Пушкин был не только поэтом, но и общественным деятелем, его личное поведение, его мысли, чувства и поступки, требования, которые он предъявлял к себе и к обществу, внесли огромное изменение в положение русских писателей. Он был не один. Одновременно с ним Россия выплеснула из недр народных целую плеяду даровитых, блестящих поэтов и писателей. Пушкин ощущал их талантливость, был искренно счастлив каждым их проявлением. Но впереди шел он. Он наложил на эпоху горящий знак своего гения, своего ума, своих нравственных запросов.

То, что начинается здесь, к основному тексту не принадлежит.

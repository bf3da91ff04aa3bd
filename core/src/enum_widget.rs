//! Implements enums to store alternate widget subtrees, and delegate the
//! `Widget` trait to whichever variant was selected. A conditional render is
//! a variant chosen once per build pass from explicit inputs, never a
//! mutable shared binding.

use crate::{
  scene::SceneNode,
  widget::{BuildCtx, Widget},
};

macro_rules! impl_enum_widget {
  ($name:ident, $($var_ty:ident),+) => {
    pub enum $name<$($var_ty),+> {
      $($var_ty($var_ty)),+
    }

    impl<$($var_ty: Widget),+> Widget for $name<$($var_ty),+> {
      fn build(&self, ctx: &mut BuildCtx) -> SceneNode {
        match self {
          $($name::$var_ty(w) => w.build(ctx)),+
        }
      }
    }
  };
}

impl_enum_widget!(E2, A, B);
impl_enum_widget!(E3, A, B, C);

#[cfg(test)]
mod tests {
  use super::*;

  fn text_widget(s: &'static str) -> impl Widget { move |_: &mut BuildCtx| SceneNode::text(s) }

  #[test]
  fn delegates_to_variant() {
    let mut ctx = BuildCtx::new();
    let logged_in = true;
    let w = if logged_in { E2::A(text_widget("admin")) } else { E2::B(text_widget("login")) };
    assert_eq!(w.build(&mut ctx).texts(), ["admin"]);

    let pick = 3;
    let w = match pick {
      1 => E3::A(text_widget("one")),
      2 => E3::B(text_widget("two")),
      _ => E3::C(text_widget("three")),
    };
    assert_eq!(w.build(&mut ctx).texts(), ["three"]);
  }
}
pub use loft_core as core;
#[cfg(feature = "widgets")]
pub use loft_widgets as widgets;

pub mod prelude {
  pub use loft_core::prelude::*;

  #[cfg(feature = "widgets")]
  pub use super::widgets::prelude::*;
}
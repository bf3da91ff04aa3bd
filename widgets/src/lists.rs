use ahash::AHashSet;
use loft_core::prelude::*;

/// An ordered sequence of keyed rows. Rows are materialized in input order,
/// one per item; the list never sorts, filters or deduplicates. Keys are
/// expected to be unique within one list, they are what the window uses to
/// track row identity across frames.
pub struct Lists {
  pub items: Vec<ListItem>,
}

/// One row of a [`Lists`]: a stable key, a headline and a categorical color.
pub struct ListItem {
  pub key: Key,
  pub headline: String,
  pub color: Color,
}

impl ListItem {
  pub fn new(key: impl Into<Key>, headline: impl Into<String>, color: Color) -> Self {
    ListItem { key: key.into(), headline: headline.into(), color }
  }
}

impl Widget for ListItem {
  fn build(&self, _: &mut BuildCtx) -> SceneNode {
    SceneNode::text(self.headline.clone())
      .with_key(self.key.clone())
      .with_color(self.color)
  }
}

impl Widget for Lists {
  fn build(&self, ctx: &mut BuildCtx) -> SceneNode {
    let mut seen = AHashSet::new();
    for item in &self.items {
      if !seen.insert(&item.key) {
        log::warn!("duplicate key {:?} in list, row identity is ambiguous", item.key);
      }
    }

    let mut node = SceneNode::flex(Axis::Vertical);
    for item in &self.items {
      node = node.with_child(item.build(ctx));
    }
    node
  }
}

#[cfg(test)]
mod tests {
  use loft_core::test_helper::TestWindow;

  use super::*;

  fn grocery() -> Lists {
    Lists {
      items: vec![
        ListItem::new(1usize, "Cabbage", Color::DARK_GREEN),
        ListItem::new(2usize, "Garlic", Color::DARK_GREEN),
        ListItem::new(3usize, "Apple", Color::MAGENTA),
      ],
    }
  }

  #[test]
  fn rows_keep_input_order_and_keys() {
    let mut wnd = TestWindow::new(grocery());
    wnd.draw_frame();
    assert_eq!(wnd.texts(), ["Cabbage", "Garlic", "Apple"]);

    let keyed = wnd.frame().unwrap().keyed();
    let keys: Vec<_> = keyed.iter().map(|(k, _)| (*k).clone()).collect();
    assert_eq!(keys, [Key::Kusize(1), Key::Kusize(2), Key::Kusize(3)]);
  }

  #[test]
  fn duplicate_keys_still_render_in_order() {
    let mut wnd = TestWindow::new(Lists {
      items: vec![
        ListItem::new(1usize, "a", Color::BLACK),
        ListItem::new(1usize, "b", Color::BLACK),
      ],
    });
    wnd.draw_frame();
    assert_eq!(wnd.texts(), ["a", "b"]);
  }
}
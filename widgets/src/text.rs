use loft_core::prelude::*;

/// A run of text. Pure display, owns nothing.
pub struct Text {
  pub text: String,
  pub color: Option<Color>,
}

impl Text {
  pub fn new(text: impl Into<String>) -> Self { Text { text: text.into(), color: None } }

  pub fn with_color(mut self, color: Color) -> Self {
    self.color = Some(color);
    self
  }
}

impl Widget for Text {
  fn build(&self, _: &mut BuildCtx) -> SceneNode {
    let node = SceneNode::text(self.text.clone());
    match self.color {
      Some(color) => node.with_color(color),
      None => node,
    }
  }
}

#[cfg(test)]
mod tests {
  use loft_core::test_helper::TestWindow;

  use super::*;
  use crate::layout::Row;

  #[test]
  fn plain_and_colored() {
    let mut wnd = TestWindow::new(
      Row::default()
        .with_child(Text::new("Hello there."))
        .with_child(Text::new("fruit").with_color(Color::MAGENTA)),
    );
    wnd.draw_frame();
    assert_eq!(wnd.texts(), ["Hello there.", "fruit"]);

    let frame = wnd.frame().unwrap();
    assert_eq!(frame.children[0].color, None);
    assert_eq!(frame.children[1].color, Some(Color::MAGENTA));
  }
}
pub mod dedup;
mod discovery;
mod errors;
mod manager;
mod task;
mod traits;
mod types;
mod worker;

pub use dedup::{DedupKey, Digest};
pub use discovery::{discover, is_supported, SUPPORTED_EXTENSIONS};
pub use errors::{GpError, Result};
pub use manager::UploadManager;
pub use task::{FileTask, TaskState};
pub use traits::{ChannelSink, EventSink, PhotosApi};
pub use types::{
    BatchId,
    BatchSummary,
    DownloadUrl,
    FileOutcome,
    ThumbnailRequest,
    UploadEvent,
    UploadOptions,
    WorkerState,
    DEFAULT_WORKERS,
};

Поплатившись за стихи крутой высылкой на юг, лишенный свободы передвижения «ссылочный невольник» не мог не задуматься над положением писателей. Эти мысли сказались в его стихах, переплелись с родственным обликом Овидия, но главным образом дошли до нас в его письмах с юга. Пушкина, как его литературных собратьев в Москве и Петербурге, бесила цензура. Зимой 1822/23 года Вяземский хотел подать официальное прошение с жалобой на цензора А. И. Красовского, не пропускавшего его статьи. Тургенев старался его отговорить. Вяземский злился, кипел, сыпал остротами: «Как же мне назвать, как не прошением? Je ne puis pas cependant lui envoyer un cartel[66]… Могу доложить министру, что собственность ума – также собственность, коею пользоваться можно, соглашаясь с существующими постановлениями и узаконениями. Я хлопочу… чтобы показать, что цензура у нас руководствуется нелепыми причудами…» (июнь 1823 г.).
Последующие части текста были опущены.